- **What is required**:
Would you copy all lines in the data that contain the word "InventoryStore"?

Stored data:
#[cfg(test)]
mod tests {
    use super::*;
    use crate::command::{CommandAck, CommandError};
    use crate::stage::{RecognitionError, RecognitionOutcome};
    use crate::store::InventoryStore;
    use crate::types::{BinRecord, RobotStatusEvent, Task, TaskSnapshot, TaskState};
    use async_trait::async_trait;
    use serde_json::Value;
    use std::collections::HashMap;
    use std::sync::Mutex;

    struct MemStore {
        tasks: Mutex<HashMap<String, (Task, Vec<BinRecord>, HashMap<String, Value>)>>,
    }

    impl MemStore {
        fn seeded(task_id: &str, locations: &[&str]) -> Self {
            let bins = locations
                .iter()
                .enumerate()
                .map(|(i, loc)| BinRecord::new(*loc, i as u32 + 1))
                .collect::<Vec<_>>();
            let task = Task::new(task_id, bins.len() as u32);
            let mut tasks = HashMap::new();
            tasks.insert(task_id.to_string(), (task, bins, HashMap::new()));
            Self {
                tasks: Mutex::new(tasks),
            }
        }

        fn bin(&self, task_id: &str, sequence: u32) -> BinRecord {
            let tasks = self.tasks.lock().unwrap();
            tasks[task_id]
                .1
                .iter()
                .find(|b| b.sequence == sequence)
                .cloned()
                .unwrap()
        }

        fn detail(&self, task_id: &str, location: &str) -> Option<Value> {
            let tasks = self.tasks.lock().unwrap();
            tasks[task_id].2.get(location).cloned()
        }
    }

    #[async_trait]
    impl InventoryStore for MemStore {
        async fn create_task(
            &self,
            task_id: &str,
            bin_locations: &[String],
        ) -> Result<Task, StoreError> {
            let task = Task::new(task_id, bin_locations.len() as u32);
            let bins = bin_locations
                .iter()
                .enumerate()
                .map(|(i, loc)| BinRecord::new(loc.clone(), i as u32 + 1))
                .collect();
            self.tasks
                .lock()
                .unwrap()
                .insert(task_id.to_string(), (task.clone(), bins, HashMap::new()));
            Ok(task)
        }

        async fn transition_task(&self, task_id: &str, to: TaskState) -> Result<(), StoreError> {
            let mut tasks = self.tasks.lock().unwrap();
            let entry = tasks
                .get_mut(task_id)
                .ok_or_else(|| StoreError::NotFound(task_id.to_string()))?;
            entry.0.set_state(to);
            Ok(())
        }

        async fn set_current_step(&self, task_id: &str, step: u32) -> Result<(), StoreError> {
            let mut tasks = self.tasks.lock().unwrap();
            let entry = tasks
                .get_mut(task_id)
                .ok_or_else(|| StoreError::NotFound(task_id.to_string()))?;
            entry.0.set_current_step(step);
            Ok(())
        }

        async fn update_bin(
            &self,
            task_id: &str,
            sequence: u32,
            patch: BinPatch,
        ) -> Result<(), StoreError> {
            let mut tasks = self.tasks.lock().unwrap();
            let entry = tasks
                .get_mut(task_id)
                .ok_or_else(|| StoreError::NotFound(task_id.to_string()))?;
            let bin = entry
                .1
                .iter_mut()
                .find(|b| b.sequence == sequence)
                .ok_or_else(|| StoreError::BinNotFound {
                    task_id: task_id.to_string(),
                    sequence,
                })?;
            bin.apply(patch);
            Ok(())
        }

        async fn update_bin_by_location(
            &self,
            task_id: &str,
            bin_location: &str,
            patch: BinPatch,
        ) -> Result<bool, StoreError> {
            let mut tasks = self.tasks.lock().unwrap();
            let entry = tasks
                .get_mut(task_id)
                .ok_or_else(|| StoreError::NotFound(task_id.to_string()))?;
            match entry.1.iter_mut().find(|b| b.bin_location == bin_location) {
                Some(bin) => {
                    bin.apply(patch);
                    Ok(true)
                }
                None => Ok(false),
            }
        }

        async fn snapshot(&self, task_id: &str) -> Result<TaskSnapshot, StoreError> {
            let tasks = self.tasks.lock().unwrap();
            let entry = tasks
                .get(task_id)
                .ok_or_else(|| StoreError::NotFound(task_id.to_string()))?;
            Ok(TaskSnapshot::new(entry.0.clone(), entry.1.clone()))
        }

        async fn set_bin_detail(
            &self,
            task_id: &str,
            bin_location: &str,
            detail: Value,
        ) -> Result<(), StoreError> {
            let mut tasks = self.tasks.lock().unwrap();
            let entry = tasks
                .get_mut(task_id)
                .ok_or_else(|| StoreError::NotFound(task_id.to_string()))?;
            entry.2.insert(bin_location.to_string(), detail);
            Ok(())
        }

        async fn bin_detail(
            &self,
            task_id: &str,
            bin_location: &str,
        ) -> Result<Option<Value>, StoreError> {
            let tasks = self.tasks.lock().unwrap();
            let entry = tasks
                .get(task_id)
                .ok_or_else(|| StoreError::NotFound(task_id.to_string()))?;
            Ok(entry.2.get(bin_location).cloned())
        }
    }

    struct RecordingSignals {
        log: Arc<Mutex<Vec<String>>>,
    }

    #[async_trait]
    impl SignalChannel for RecordingSignals {
        async fn publish(&self, event: RobotStatusEvent) -> Result<(), SignalError> {
            self.log.lock().unwrap().push(format!("publish:{}", event.method));
            Ok(())
        }

        async fn wait_for(
            &self,
            method: &str,
            _timeout: Duration,
        ) -> Result<RobotStatusEvent, SignalError> {
            self.log.lock().unwrap().push(format!("wait:{method}"));
            Ok(RobotStatusEvent::new(method, Value::Null))
        }

        fn latest(&self) -> Option<RobotStatusEvent> {
            None
        }
    }

    struct NeverSignals;

    #[async_trait]
    impl SignalChannel for NeverSignals {
        async fn publish(&self, _event: RobotStatusEvent) -> Result<(), SignalError> {
            Ok(())
        }

        async fn wait_for(
            &self,
            method: &str,
            timeout: Duration,
        ) -> Result<RobotStatusEvent, SignalError> {
            Err(SignalError::Timeout {
                method: method.to_string(),
                waited_ms: timeout.as_millis() as u64,
            })
        }

        fn latest(&self) -> Option<RobotStatusEvent> {
            None
        }
    }

    struct StaticCapture {
        results: Vec<CaptureStepResult>,
    }

    #[async_trait]
    impl CaptureStage for StaticCapture {
        async fn capture(&self, _task_id: &str, _bin_location: &str) -> Vec<CaptureStepResult> {
            self.results.clone()
        }
    }

    struct StaticRecognition {
        fail: bool,
    }

    #[async_trait]
    impl RecognitionStage for StaticRecognition {
        async fn recognize(
            &self,
            _task_id: &str,
            _bin_location: &str,
        ) -> Result<RecognitionOutcome, RecognitionError> {
            if self.fail {
                return Err(RecognitionError::Service("no result".to_string()));
            }
            Ok(RecognitionOutcome {
                image_data: serde_json::json!({"path": "/tmp/cam0.png"}),
                compute_result: serde_json::json!({"count": 12}),
                capture_time: Some(Utc::now()),
                compute_time: Some(Utc::now()),
            })
        }
    }

    struct RecordingCommander {
        log: Arc<Mutex<Vec<String>>>,
        fail_continue: bool,
    }

    #[async_trait]
    impl RobotCommander for RecordingCommander {
        async fn submit_task(
            &self,
            _task_id: &str,
            _bin_locations: &[String],
        ) -> Result<CommandAck, CommandError> {
            self.log.lock().unwrap().push("submit".to_string());
            Ok(CommandAck::default())
        }

        async fn continue_task(&self) -> Result<CommandAck, CommandError> {
            self.log.lock().unwrap().push("continue".to_string());
            if self.fail_continue {
                return Err(CommandError::Rejected("code FAIL".to_string()));
            }
            Ok(CommandAck::default())
        }
    }

    struct Fixture {
        store: Arc<MemStore>,
        log: Arc<Mutex<Vec<String>>>,
        pipeline: BinPipeline,
    }

    fn fixture(locations: &[&str], recognition_fails: bool, continue_fails: bool) -> Fixture {
        let store = Arc::new(MemStore::seeded("T001", locations));
        let log = Arc::new(Mutex::new(Vec::new()));
        let pipeline = BinPipeline::new(
            store.clone(),
            Arc::new(RecordingSignals { log: log.clone() }),
            Arc::new(StaticCapture {
                results: vec![CaptureStepResult::ok("cam0.sh", "captured")],
            }),
            Arc::new(StaticRecognition {
                fail: recognition_fails,
            }),
            Arc::new(RecordingCommander {
                log: log.clone(),
                fail_continue: continue_fails,
            }),
        );
        Fixture {
            store,
            log,
            pipeline,
        }
    }

    #[test]
    fn test_bin_completes_and_stores_results() {
        tokio_test::block_on(async {
            let fx = fixture(&["A-01", "A-02"], false, false);
            let outcome = fx.pipeline.process("T001", "A-01", 1, 2).await.unwrap();

            assert!(outcome.continue_attempted);
            assert!(outcome.continue_error.is_none());

            let bin = fx.store.bin("T001", 1);
            assert_eq!(bin.state, BinState::Completed);
            assert!(bin.ended_at.is_some());
            assert_eq!(bin.image_data, Some(serde_json::json!({"path": "/tmp/cam0.png"})));
            assert_eq!(bin.compute_result, Some(serde_json::json!({"count": 12})));

            let detail = fx.store.detail("T001", "A-01").unwrap();
            assert_eq!(detail["compute_result"], serde_json::json!({"count": 12}));
            assert!(detail.get("updated_at").is_some());
        });
    }

    #[test]
    fn test_continue_runs_after_arrival_wait() {
        tokio_test::block_on(async {
            let fx = fixture(&["A-01", "A-02"], false, false);
            fx.pipeline.process("T001", "A-01", 1, 2).await.unwrap();

            let log = fx.log.lock().unwrap();
            let wait_pos = log.iter().position(|e| e == "wait:end").unwrap();
            let continue_pos = log.iter().position(|e| e == "continue").unwrap();
            assert!(wait_pos < continue_pos);
        });
    }

    #[test]
    fn test_last_bin_skips_continue() {
        tokio_test::block_on(async {
            let fx = fixture(&["A-01", "A-02"], false, false);
            let outcome = fx.pipeline.process("T001", "A-02", 2, 2).await.unwrap();

            assert!(!outcome.continue_attempted);
            assert!(!fx.log.lock().unwrap().iter().any(|e| e == "continue"));
        });
    }

    #[test]
    fn test_capture_sub_failures_do_not_abort() {
        tokio_test::block_on(async {
            let store = Arc::new(MemStore::seeded("T001", &["A-01"]));
            let log = Arc::new(Mutex::new(Vec::new()));
            let pipeline = BinPipeline::new(
                store.clone(),
                Arc::new(RecordingSignals { log: log.clone() }),
                Arc::new(StaticCapture {
                    results: vec![
                        CaptureStepResult::ok("cam0.sh", "captured"),
                        CaptureStepResult::failed("cam1.sh", 2, "device busy"),
                    ],
                }),
                Arc::new(StaticRecognition { fail: false }),
                Arc::new(RecordingCommander {
                    log,
                    fail_continue: false,
                }),
            );

            let outcome = pipeline.process("T001", "A-01", 1, 1).await.unwrap();
            assert_eq!(outcome.capture_results.len(), 2);
            assert!(!outcome.capture_results[1].success);
            assert_eq!(store.bin("T001", 1).state, BinState::Completed);
        });
    }

    #[test]
    fn test_recognition_failure_fails_bin() {
        tokio_test::block_on(async {
            let fx = fixture(&["A-01", "A-02"], true, false);
            let err = fx.pipeline.process("T001", "A-01", 1, 2).await.unwrap_err();

            assert!(matches!(err, PipelineError::Recognition { .. }));
            let bin = fx.store.bin("T001", 1);
            assert_eq!(bin.state, BinState::Failed);
            assert!(bin.ended_at.is_some());
            // never reached the continue command
            assert!(!fx.log.lock().unwrap().iter().any(|e| e == "continue"));
        });
    }

    #[test]
    fn test_arrival_timeout_fails_bin() {
        tokio_test::block_on(async {
            let store = Arc::new(MemStore::seeded("T001", &["A-01"]));
            let log = Arc::new(Mutex::new(Vec::new()));
            let pipeline = BinPipeline::new(
                store.clone(),
                Arc::new(NeverSignals),
                Arc::new(StaticCapture { results: vec![] }),
                Arc::new(StaticRecognition { fail: false }),
                Arc::new(RecordingCommander {
                    log,
                    fail_continue: false,
                }),
            )
            .with_arrival_timeout(Duration::from_millis(50));

            let err = pipeline.process("T001", "A-01", 1, 1).await.unwrap_err();
            assert!(matches!(
                err,
                PipelineError::RobotTimeout { waited_ms: 50, .. }
            ));
            assert_eq!(store.bin("T001", 1).state, BinState::Failed);
        });
    }

    #[test]
    fn test_continue_rejection_is_non_fatal() {
        tokio_test::block_on(async {
            let fx = fixture(&["A-01", "A-02"], false, true);
            let outcome = fx.pipeline.process("T001", "A-01", 1, 2).await.unwrap();

            assert!(outcome.continue_attempted);
            assert!(outcome.continue_error.as_deref().unwrap().contains("FAIL"));
            assert_eq!(fx.store.bin("T001", 1).state, BinState::Completed);
        });
    }
}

- **Solution to this exercise**:
    use crate::store::InventoryStore;
    impl InventoryStore for MemStore {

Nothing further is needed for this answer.